One time in Afghanistan, some Monday mortars, aka rockets, landed on base and the sirens started wailing. In these situations, some Soldiers jump into action. Others Soldiers get out of the way. Not that we are hiding, but our place/mission is to go to the bunkers. It is essentially like civilian police and fire department workers. When they are needed, the rest of get out of their way. So when the sirens went off, I ran to the closet bunker. As I stood in the concrete bunker with about 15-20 other service members, we all start laughing at the randomness of our uniforms. It was around 4 a.m. after all and when rockets go off, you move. The last thing you are worried about is whether your boots are laced or your shirt is buttoned.

So here we were, a bunch of highly trained Soldiers, looking all unkempt. Hair was loose and messy and on our collars. Some wore a combination of their regular uniform and their fitness uniform. A few guys had no shirts. One service member, did have something very odd though. He had a coffee pot.

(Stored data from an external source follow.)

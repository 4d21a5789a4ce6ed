//! Ingesta de ficheros propios en la base de conocimiento: cada fichero de
//! texto o PDF pasa a ser un documento con metadatos `source: custom`.

use std::{
    fs,
    path::{Path, PathBuf},
    sync::{Arc, Mutex},
};

use mime_guess::MimeGuess;
use tracing::{error, info, warn};
use uuid::Uuid;
use walkdir::WalkDir;

use crate::{
    app_state::{lock, Status},
    errors::StoreError,
    models::Metadata,
    report,
    vector_store::KnowledgeStore,
};

/// Resumen de los resultados de una operación de ingesta.
#[derive(Debug, Default, PartialEq, Eq)]
pub struct IngestionSummary {
    pub files_scanned: u32,
    pub files_ingested: u32,
    pub files_skipped: u32,
}

impl std::fmt::Display for IngestionSummary {
    fn fmt(&self, f: &mut std::fmt::Formatter<'_>) -> std::fmt::Result {
        write!(
            f,
            "Resumen: {} ficheros escaneados, {} ingeridos, {} omitidos.",
            self.files_scanned, self.files_ingested, self.files_skipped
        )
    }
}

/// Recorre las rutas (ficheros o directorios, recursivamente) y guarda cada
/// fichero soportado como un documento. Los fallos de un fichero se cuentan
/// como omitidos; la ingesta sigue con el resto.
pub async fn ingest_paths(
    store: &dyn KnowledgeStore,
    paths: &[PathBuf],
    status_arc: Arc<Mutex<Status>>,
) -> IngestionSummary {
    let mut summary = IngestionSummary::default();
    let mut files = Vec::new();
    for root in paths {
        if !root.exists() {
            warn!("La ruta no existe: {}", root.display());
            summary.files_skipped += 1;
            continue;
        }
        files.extend(
            WalkDir::new(root)
                .into_iter()
                .filter_map(|e| e.ok())
                .filter(|e| e.file_type().is_file())
                .map(|e| e.into_path()),
        );
    }

    let total_files = files.len() as f32;

    for (index, path) in files.iter().enumerate() {
        summary.files_scanned += 1;
        let filename = path.file_name().unwrap_or_default().to_string_lossy();
        let progress = (index + 1) as f32 / total_files;

        {
            let mut status = lock(&status_arc);
            status.message = format!(
                "[{}/{}] Procesando: {}...",
                index + 1,
                total_files as u32,
                filename
            );
            status.progress = progress;
        }

        match ingest_file(store, path).await {
            Ok(Some(id)) => {
                summary.files_ingested += 1;
                info!("Ingerido {} como {id}.", path.display());
            }
            Ok(None) => summary.files_skipped += 1,
            Err(err) => {
                summary.files_skipped += 1;
                error!("Error ingiriendo {}: {err}", path.display());
                lock(&status_arc).message = format!("ERROR en {}: {}", path.display(), err);
            }
        }
    }

    summary
}

/// Devuelve el id del documento creado, o `None` si el fichero no es
/// soportado o no tiene texto.
async fn ingest_file(store: &dyn KnowledgeStore, path: &Path) -> Result<Option<String>, StoreError> {
    let Some(text) = read_text(path) else {
        return Ok(None);
    };
    if text.trim().is_empty() {
        warn!("Fichero vacío o sin texto útil: {}", path.display());
        return Ok(None);
    }

    let filename = path
        .file_name()
        .map(|s| s.to_string_lossy().to_string())
        .unwrap_or_else(|| path.to_string_lossy().to_string());
    let metadata = custom_metadata(&filename);
    let id = format!("file_{}", Uuid::new_v4().simple());

    let ids = store
        .add_documents(&[text], Some(&[metadata][..]), Some(&[id][..]))
        .await?;
    Ok(ids.into_iter().next())
}

fn read_text(path: &Path) -> Option<String> {
    let extension = path
        .extension()
        .and_then(std::ffi::OsStr::to_str)
        .unwrap_or("")
        .to_lowercase();

    if extension == "pdf" {
        return match pdf_extract::extract_text(path) {
            Ok(content) => Some(content),
            Err(e) => {
                warn!("No se pudo extraer texto del PDF {}: {}. Saltando fichero.", path.display(), e);
                None
            }
        };
    }

    let is_text = matches!(extension.as_str(), "txt" | "md")
        || MimeGuess::from_path(path)
            .first()
            .is_some_and(|m| m.type_().as_str() == "text");
    if !is_text {
        info!("Saltando fichero con extensión no soportada ('.{}'): {}", extension, path.display());
        return None;
    }

    match fs::read_to_string(path) {
        Ok(content) => Some(content),
        Err(_) => {
            warn!("Saltando fichero no-texto o no-UTF8: {}", path.display());
            None
        }
    }
}

pub fn custom_metadata(filename: &str) -> Metadata {
    Metadata::from([
        ("source".to_string(), "custom".to_string()),
        ("filename".to_string(), filename.to_string()),
        ("type".to_string(), "document".to_string()),
        ("added_date".to_string(), report::today().to_string()),
    ])
}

As he ran out of his bedroom ‘hut,’ he grabbed his morning joe along with his helmet and weapon. You never know how long an air raid will last, and he was going to be prepared! We all laughed at our appearances and sipped coffee from the pot as we took shelter and waited for the unknown with masked anxiety.

Years later and back in the states… when my mom died, my sisters and I were together for a few days. As we went through our mother’s things, we made jokes. Ok, well, I made a lot of jokes to make them laugh, but they threw in a few here or there too. We’d laugh at all the recipes our mother had printed…and never made that we knew of. We giggled over little memories of her being mad at each of us. We broke in bursts of laughter as we imitated her catch phrases until we had tears in our eyes.

Even at her funeral, I was laughing at things people said to. And sometimes, they were not even all that funny. I just wanted to laugh. I needed to laugh because frankly, I didn’t have the energy to cry. Everyone was stressed and sad and I somewhere became the “strong one.” I did not audition for the position, nor did I want it. Nonetheless, I had it. So there was no time for tears, and I knew that if I started to cry, I may not stop.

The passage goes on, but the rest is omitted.